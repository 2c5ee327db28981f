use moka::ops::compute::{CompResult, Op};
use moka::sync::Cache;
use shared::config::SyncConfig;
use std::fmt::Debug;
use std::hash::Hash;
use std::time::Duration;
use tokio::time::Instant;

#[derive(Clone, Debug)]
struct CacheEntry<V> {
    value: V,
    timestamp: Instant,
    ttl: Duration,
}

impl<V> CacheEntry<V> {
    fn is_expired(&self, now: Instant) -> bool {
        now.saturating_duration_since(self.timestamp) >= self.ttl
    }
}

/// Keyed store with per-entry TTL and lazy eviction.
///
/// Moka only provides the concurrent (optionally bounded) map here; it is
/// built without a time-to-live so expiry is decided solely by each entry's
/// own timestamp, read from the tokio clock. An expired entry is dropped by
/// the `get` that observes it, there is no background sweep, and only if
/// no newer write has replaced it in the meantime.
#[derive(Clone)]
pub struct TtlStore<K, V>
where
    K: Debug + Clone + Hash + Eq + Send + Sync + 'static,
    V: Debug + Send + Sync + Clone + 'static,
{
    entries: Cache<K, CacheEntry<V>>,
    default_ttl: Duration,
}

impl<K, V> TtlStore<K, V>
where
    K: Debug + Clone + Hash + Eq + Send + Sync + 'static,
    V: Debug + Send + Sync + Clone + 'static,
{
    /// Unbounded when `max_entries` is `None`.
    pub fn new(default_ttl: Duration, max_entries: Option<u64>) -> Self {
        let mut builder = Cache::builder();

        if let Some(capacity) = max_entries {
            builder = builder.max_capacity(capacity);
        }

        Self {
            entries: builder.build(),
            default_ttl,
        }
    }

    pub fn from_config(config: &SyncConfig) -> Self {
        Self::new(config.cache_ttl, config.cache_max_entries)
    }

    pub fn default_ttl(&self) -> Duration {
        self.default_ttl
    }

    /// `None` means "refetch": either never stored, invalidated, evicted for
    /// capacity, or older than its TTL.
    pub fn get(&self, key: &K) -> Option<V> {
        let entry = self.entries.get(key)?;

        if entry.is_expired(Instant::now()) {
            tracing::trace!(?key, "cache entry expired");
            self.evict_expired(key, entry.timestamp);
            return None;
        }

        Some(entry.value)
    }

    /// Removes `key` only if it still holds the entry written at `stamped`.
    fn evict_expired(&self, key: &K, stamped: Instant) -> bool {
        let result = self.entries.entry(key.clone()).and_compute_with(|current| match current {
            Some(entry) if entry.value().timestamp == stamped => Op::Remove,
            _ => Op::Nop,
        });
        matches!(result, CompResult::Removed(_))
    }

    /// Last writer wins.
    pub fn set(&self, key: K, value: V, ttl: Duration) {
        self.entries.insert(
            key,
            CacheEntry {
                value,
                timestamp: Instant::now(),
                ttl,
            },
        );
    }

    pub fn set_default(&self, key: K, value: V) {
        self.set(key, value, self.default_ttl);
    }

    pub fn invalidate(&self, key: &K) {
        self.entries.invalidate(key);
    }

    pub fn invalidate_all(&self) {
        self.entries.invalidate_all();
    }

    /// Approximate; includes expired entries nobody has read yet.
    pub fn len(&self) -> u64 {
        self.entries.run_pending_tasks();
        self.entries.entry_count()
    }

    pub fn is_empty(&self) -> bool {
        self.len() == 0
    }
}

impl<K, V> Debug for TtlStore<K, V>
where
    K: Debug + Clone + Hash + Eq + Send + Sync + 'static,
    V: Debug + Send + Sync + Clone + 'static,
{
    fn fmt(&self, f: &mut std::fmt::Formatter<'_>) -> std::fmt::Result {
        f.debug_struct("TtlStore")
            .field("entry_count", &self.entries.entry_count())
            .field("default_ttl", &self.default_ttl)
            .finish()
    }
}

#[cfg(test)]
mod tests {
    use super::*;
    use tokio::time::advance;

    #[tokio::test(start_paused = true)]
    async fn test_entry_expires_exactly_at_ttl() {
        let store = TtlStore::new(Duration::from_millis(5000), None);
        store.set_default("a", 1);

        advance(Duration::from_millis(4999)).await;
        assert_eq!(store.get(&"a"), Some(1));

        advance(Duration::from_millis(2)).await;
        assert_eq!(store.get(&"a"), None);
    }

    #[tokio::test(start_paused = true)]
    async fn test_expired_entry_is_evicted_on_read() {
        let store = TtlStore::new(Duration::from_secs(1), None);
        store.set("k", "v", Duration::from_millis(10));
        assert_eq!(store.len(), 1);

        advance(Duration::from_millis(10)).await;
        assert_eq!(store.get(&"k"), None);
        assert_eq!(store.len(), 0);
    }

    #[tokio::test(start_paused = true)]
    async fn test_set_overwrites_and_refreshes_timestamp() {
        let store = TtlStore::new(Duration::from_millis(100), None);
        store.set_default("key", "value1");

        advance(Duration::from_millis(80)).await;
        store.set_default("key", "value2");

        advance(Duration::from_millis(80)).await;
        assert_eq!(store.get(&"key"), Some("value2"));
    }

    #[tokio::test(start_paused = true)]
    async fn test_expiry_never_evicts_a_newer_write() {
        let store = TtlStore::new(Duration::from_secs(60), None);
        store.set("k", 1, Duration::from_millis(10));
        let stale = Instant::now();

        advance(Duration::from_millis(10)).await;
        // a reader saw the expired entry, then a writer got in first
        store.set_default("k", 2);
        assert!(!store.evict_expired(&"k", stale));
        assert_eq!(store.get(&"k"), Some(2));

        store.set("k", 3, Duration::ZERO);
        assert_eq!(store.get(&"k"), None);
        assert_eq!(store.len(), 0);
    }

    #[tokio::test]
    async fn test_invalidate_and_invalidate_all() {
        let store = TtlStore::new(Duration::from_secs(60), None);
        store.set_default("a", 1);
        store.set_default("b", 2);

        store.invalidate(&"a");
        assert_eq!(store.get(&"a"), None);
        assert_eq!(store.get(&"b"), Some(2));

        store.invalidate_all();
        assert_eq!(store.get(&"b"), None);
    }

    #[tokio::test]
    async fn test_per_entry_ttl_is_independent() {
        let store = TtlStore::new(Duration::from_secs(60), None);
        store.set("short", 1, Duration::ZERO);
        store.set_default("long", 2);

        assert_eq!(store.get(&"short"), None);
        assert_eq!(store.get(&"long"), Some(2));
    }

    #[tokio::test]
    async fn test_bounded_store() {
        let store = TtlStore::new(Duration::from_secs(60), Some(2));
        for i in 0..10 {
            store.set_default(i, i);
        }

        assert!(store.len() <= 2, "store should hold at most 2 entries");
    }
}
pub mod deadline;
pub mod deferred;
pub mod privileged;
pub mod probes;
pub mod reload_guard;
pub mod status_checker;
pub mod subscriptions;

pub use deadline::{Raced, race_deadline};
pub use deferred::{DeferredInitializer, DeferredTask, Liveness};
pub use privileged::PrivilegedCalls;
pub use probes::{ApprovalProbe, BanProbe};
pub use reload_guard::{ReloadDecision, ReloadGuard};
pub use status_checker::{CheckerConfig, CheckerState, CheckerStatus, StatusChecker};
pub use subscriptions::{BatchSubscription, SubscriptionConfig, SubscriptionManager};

### What to produce
The required output is the exact run of lines from the beginning of the listing above to the line that contains "#[derive(Clone, Debug)]", inclusive of both.

### Written solution
repository 2c5ee327db28981f
use moka::ops::compute::{CompResult, Op};
use moka::sync::Cache;
use shared::config::SyncConfig;
use std::fmt::Debug;
use std::hash::Hash;
use std::time::Duration;
use tokio::time::Instant;

#[derive(Clone, Debug)]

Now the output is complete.